## ASSIGNED TASK:
Search the data for the string "freed" and copy each line where it turns up.

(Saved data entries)
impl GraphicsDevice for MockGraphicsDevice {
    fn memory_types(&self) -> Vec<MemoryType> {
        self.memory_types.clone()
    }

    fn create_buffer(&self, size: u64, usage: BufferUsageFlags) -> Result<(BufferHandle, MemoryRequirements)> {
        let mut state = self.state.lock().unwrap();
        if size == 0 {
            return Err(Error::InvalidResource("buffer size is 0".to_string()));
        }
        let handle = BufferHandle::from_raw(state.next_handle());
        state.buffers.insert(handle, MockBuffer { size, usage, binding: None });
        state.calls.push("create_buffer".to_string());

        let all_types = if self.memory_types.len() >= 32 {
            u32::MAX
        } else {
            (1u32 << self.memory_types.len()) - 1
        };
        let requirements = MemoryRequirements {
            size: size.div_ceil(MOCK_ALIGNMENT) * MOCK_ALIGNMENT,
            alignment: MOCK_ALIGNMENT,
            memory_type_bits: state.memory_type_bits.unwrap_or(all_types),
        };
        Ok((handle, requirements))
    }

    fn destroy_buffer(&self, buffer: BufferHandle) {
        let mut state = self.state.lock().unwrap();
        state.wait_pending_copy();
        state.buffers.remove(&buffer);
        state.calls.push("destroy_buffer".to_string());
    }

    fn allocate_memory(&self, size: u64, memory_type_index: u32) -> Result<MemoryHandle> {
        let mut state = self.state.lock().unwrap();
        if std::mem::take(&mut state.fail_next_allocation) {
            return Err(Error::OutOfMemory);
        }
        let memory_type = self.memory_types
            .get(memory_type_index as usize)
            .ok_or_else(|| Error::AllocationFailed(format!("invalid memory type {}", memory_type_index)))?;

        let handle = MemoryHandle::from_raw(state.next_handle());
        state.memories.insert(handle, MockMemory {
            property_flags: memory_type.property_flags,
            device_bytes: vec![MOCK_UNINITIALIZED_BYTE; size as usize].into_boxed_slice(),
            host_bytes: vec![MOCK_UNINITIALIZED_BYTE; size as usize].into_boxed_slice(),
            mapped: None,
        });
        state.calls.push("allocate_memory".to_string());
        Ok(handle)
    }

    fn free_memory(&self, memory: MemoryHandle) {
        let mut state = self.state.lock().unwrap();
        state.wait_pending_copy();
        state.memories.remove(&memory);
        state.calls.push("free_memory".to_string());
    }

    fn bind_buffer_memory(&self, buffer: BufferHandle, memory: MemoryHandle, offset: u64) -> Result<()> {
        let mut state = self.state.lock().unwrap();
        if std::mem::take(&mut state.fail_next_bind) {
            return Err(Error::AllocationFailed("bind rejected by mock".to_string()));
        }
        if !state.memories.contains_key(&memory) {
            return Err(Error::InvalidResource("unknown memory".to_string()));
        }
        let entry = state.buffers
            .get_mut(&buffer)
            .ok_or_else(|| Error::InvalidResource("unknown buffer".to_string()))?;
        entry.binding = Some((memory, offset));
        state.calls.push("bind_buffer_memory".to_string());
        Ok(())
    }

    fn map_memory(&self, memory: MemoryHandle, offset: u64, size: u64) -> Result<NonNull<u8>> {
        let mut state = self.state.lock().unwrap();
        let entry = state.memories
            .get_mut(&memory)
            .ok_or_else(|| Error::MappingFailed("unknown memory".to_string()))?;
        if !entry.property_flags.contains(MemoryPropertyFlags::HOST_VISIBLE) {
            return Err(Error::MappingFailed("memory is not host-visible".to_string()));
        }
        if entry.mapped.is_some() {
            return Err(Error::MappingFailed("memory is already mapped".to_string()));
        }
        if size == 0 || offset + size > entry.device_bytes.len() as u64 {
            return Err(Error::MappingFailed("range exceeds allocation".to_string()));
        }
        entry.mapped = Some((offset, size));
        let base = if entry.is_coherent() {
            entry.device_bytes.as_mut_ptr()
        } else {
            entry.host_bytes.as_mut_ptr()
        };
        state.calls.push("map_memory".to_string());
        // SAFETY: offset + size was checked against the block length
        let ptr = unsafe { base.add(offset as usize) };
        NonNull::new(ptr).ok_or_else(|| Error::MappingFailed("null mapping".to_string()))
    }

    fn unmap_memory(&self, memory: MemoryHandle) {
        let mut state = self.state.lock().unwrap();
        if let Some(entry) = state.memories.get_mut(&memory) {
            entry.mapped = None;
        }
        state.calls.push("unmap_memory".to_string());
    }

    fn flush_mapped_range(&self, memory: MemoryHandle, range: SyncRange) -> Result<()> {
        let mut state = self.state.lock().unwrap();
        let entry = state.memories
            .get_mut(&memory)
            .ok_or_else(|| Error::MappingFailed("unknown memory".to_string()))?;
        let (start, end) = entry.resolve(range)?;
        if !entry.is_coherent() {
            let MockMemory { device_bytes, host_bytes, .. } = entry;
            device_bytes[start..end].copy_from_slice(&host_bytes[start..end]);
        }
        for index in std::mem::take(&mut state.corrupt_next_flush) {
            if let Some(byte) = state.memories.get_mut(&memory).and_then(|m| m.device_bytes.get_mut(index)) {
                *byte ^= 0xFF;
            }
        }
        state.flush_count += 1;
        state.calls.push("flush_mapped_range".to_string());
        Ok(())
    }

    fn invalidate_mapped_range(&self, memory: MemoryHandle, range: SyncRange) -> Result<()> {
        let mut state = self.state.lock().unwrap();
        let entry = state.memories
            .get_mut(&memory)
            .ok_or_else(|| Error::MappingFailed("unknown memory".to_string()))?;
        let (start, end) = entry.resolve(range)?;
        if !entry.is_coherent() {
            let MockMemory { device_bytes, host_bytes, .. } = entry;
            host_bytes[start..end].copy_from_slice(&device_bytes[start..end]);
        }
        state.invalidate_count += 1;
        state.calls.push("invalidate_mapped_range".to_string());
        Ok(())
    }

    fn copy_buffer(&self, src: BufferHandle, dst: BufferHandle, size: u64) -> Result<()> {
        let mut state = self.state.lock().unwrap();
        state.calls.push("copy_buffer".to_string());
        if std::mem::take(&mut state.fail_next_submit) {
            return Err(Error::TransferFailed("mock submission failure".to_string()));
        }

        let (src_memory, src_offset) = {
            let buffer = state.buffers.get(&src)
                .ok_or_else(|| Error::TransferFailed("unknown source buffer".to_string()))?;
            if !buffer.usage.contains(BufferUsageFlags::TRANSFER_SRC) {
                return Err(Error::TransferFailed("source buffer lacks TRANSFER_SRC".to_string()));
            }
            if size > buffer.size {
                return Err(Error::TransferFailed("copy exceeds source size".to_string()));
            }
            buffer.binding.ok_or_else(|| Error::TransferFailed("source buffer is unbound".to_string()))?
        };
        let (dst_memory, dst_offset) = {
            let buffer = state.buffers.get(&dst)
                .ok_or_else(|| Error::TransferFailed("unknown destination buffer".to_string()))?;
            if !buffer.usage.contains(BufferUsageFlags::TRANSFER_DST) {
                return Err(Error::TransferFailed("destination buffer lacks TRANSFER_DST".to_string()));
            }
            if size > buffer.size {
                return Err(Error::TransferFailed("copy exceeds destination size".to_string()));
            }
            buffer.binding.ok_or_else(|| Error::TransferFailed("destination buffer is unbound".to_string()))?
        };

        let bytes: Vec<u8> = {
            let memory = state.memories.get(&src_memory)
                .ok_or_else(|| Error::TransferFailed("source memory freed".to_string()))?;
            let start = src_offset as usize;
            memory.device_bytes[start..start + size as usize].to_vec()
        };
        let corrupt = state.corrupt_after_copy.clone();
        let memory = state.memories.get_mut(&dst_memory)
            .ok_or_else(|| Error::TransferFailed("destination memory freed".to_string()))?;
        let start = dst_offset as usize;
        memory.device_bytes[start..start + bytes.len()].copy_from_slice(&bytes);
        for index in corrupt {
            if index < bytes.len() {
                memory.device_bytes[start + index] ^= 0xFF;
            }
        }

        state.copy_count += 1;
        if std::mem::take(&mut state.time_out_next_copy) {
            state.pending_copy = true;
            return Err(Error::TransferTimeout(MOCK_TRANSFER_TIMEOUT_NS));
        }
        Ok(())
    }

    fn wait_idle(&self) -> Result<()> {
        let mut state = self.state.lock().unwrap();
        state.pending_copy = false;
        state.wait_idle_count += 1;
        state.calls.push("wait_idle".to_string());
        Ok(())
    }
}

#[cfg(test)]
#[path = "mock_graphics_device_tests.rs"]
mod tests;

## SOLUTION BELOW:
                .ok_or_else(|| Error::TransferFailed("source memory freed".to_string()))?;
            .ok_or_else(|| Error::TransferFailed("destination memory freed".to_string()))?;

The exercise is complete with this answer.